What needs to be done: Within the data below, copy each line where the string "PathDeriver" is found.

Supplied information:
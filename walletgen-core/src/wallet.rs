// walletgen-core/src/wallet.rs
//
// Wallet Derivation Pipeline
// mnemonic → seed → path → key material → chain key pair → WalletRecord

use crate::chains::ChainKind;
use crate::crypto::{DerivationPaths, PathDeriver, RecoveryPhrase};
use crate::error::WalletResult;
use serde::{Deserialize, Serialize};

/// Một wallet đã derive, sẵn sàng hiển thị và mirror xuống durable storage.
///
/// Field names serialize theo camelCase để khớp layout JSON lịch sử
/// (`publicKey`, `privateKey`, `mnemonic`, `path`).
#[derive(Clone, PartialEq, Eq, Serialize, Deserialize)]
#[serde(rename_all = "camelCase")]
pub struct WalletRecord {
    pub public_key: String,
    pub private_key: String,
    /// Full recovery phrase, space-separated — chung cho mọi record cùng mnemonic
    pub mnemonic: String,
    /// BIP-44 style path, unique per record trong một mnemonic+chain
    pub path: String,
}

// Custom Debug - KHÔNG hiển thị private key / mnemonic
impl std::fmt::Debug for WalletRecord {
    fn fmt(&self, f: &mut std::fmt::Formatter<'_>) -> std::fmt::Result {
        f.debug_struct("WalletRecord")
            .field("public_key", &self.public_key)
            .field("private_key", &"[REDACTED]")
            .field("mnemonic", &"[REDACTED]")
            .field("path", &self.path)
            .finish()
    }
}

/// Derive một wallet record tại `account_index`
///
/// Pipeline hoàn chỉnh, deterministic và idempotent: cùng
/// (phrase, chain, index) luôn cho ra record giống hệt nhau.
/// Mọi failure trả về `Err` — không bao giờ có record nửa vời.
pub fn derive_wallet(
    chain: ChainKind,
    phrase: &RecoveryPhrase,
    account_index: u32,
) -> WalletResult<WalletRecord> {
    let seed = phrase.to_seed()?;
    let path = DerivationPaths::wallet(chain.coin_type(), account_index);
    let material = PathDeriver::derive(&*seed, &path)?;
    let keys = chain.build_keys(&material)?;

    Ok(WalletRecord {
        public_key: keys.public_key,
        private_key: keys.private_key,
        mnemonic: phrase.phrase().to_string(),
        path,
    })
}

// =============================================================================
// TESTS
// =============================================================================

#[cfg(test)]
mod tests {
    use super::*;

    const TEST_MNEMONIC: &str =
        "abandon abandon abandon abandon abandon abandon abandon abandon abandon abandon abandon about";

    fn phrase() -> RecoveryPhrase {
        RecoveryPhrase::from_phrase(TEST_MNEMONIC).unwrap()
    }

    #[test]
    fn test_solana_golden_record() {
        let record = derive_wallet(ChainKind::Solana, &phrase(), 0).unwrap();
        assert_eq!(record.path, "m/44'/501'/0'/0'");
        assert_eq!(record.mnemonic, TEST_MNEMONIC);
        // Golden value, independently derived
        assert_eq!(
            record.public_key,
            "HAgk14JpMQLgt6rVgv7cBQFJWFto5Dqxi472uT3DKpqk"
        );
        let secret = bs58::decode(&record.private_key).into_vec().unwrap();
        assert_eq!(secret.len(), 64);
    }

    #[test]
    fn test_ethereum_golden_record() {
        let record = derive_wallet(ChainKind::Ethereum, &phrase(), 0).unwrap();
        assert_eq!(record.path, "m/44'/60'/0'/0'");
        assert_eq!(record.public_key, "0x2759A6Ad812b8A7B73A63a243816D66F5b72A0A7");
        assert_eq!(
            record.private_key,
            "0xbca443f5149618b5dbe6e80b5c096ad4280d5a2e8bc0ce3ebc71c9c0878ba5de"
        );
    }

    #[test]
    fn test_increasing_indices_distinct() {
        let p = phrase();
        let records: Vec<WalletRecord> = (0..3)
            .map(|i| derive_wallet(ChainKind::Solana, &p, i).unwrap())
            .collect();
        for i in 0..records.len() {
            for j in (i + 1)..records.len() {
                assert_ne!(records[i].public_key, records[j].public_key);
                assert_ne!(records[i].path, records[j].path);
            }
        }
        assert_eq!(records[1].path, "m/44'/501'/0'/1'");
        assert_eq!(records[2].path, "m/44'/501'/0'/2'");
    }

    #[test]
    fn test_idempotent() {
        let p = phrase();
        let r1 = derive_wallet(ChainKind::Ethereum, &p, 1).unwrap();
        let r2 = derive_wallet(ChainKind::Ethereum, &p, 1).unwrap();
        assert_eq!(r1, r2);
    }

    #[test]
    fn test_serde_camel_case_layout() {
        let record = derive_wallet(ChainKind::Ethereum, &phrase(), 0).unwrap();
        let json = serde_json::to_value(&record).unwrap();
        assert!(json.get("publicKey").is_some());
        assert!(json.get("privateKey").is_some());
        assert!(json.get("mnemonic").is_some());
        assert!(json.get("path").is_some());
        // snake_case không được lọt ra layout
        assert!(json.get("public_key").is_none());

        let back: WalletRecord = serde_json::from_value(json).unwrap();
        assert_eq!(back, record);
    }

    #[test]
    fn test_debug_does_not_leak_secrets() {
        let record = derive_wallet(ChainKind::Ethereum, &phrase(), 0).unwrap();
        let debug_output = format!("{:?}", record);
        assert!(!debug_output.contains("abandon"));
        assert!(!debug_output.contains(&record.private_key));
        assert!(debug_output.contains("REDACTED"));
    }
}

Response to the exercise:
use crate::crypto::{DerivationPaths, PathDeriver, RecoveryPhrase};
    let material = PathDeriver::derive(&*seed, &path)?;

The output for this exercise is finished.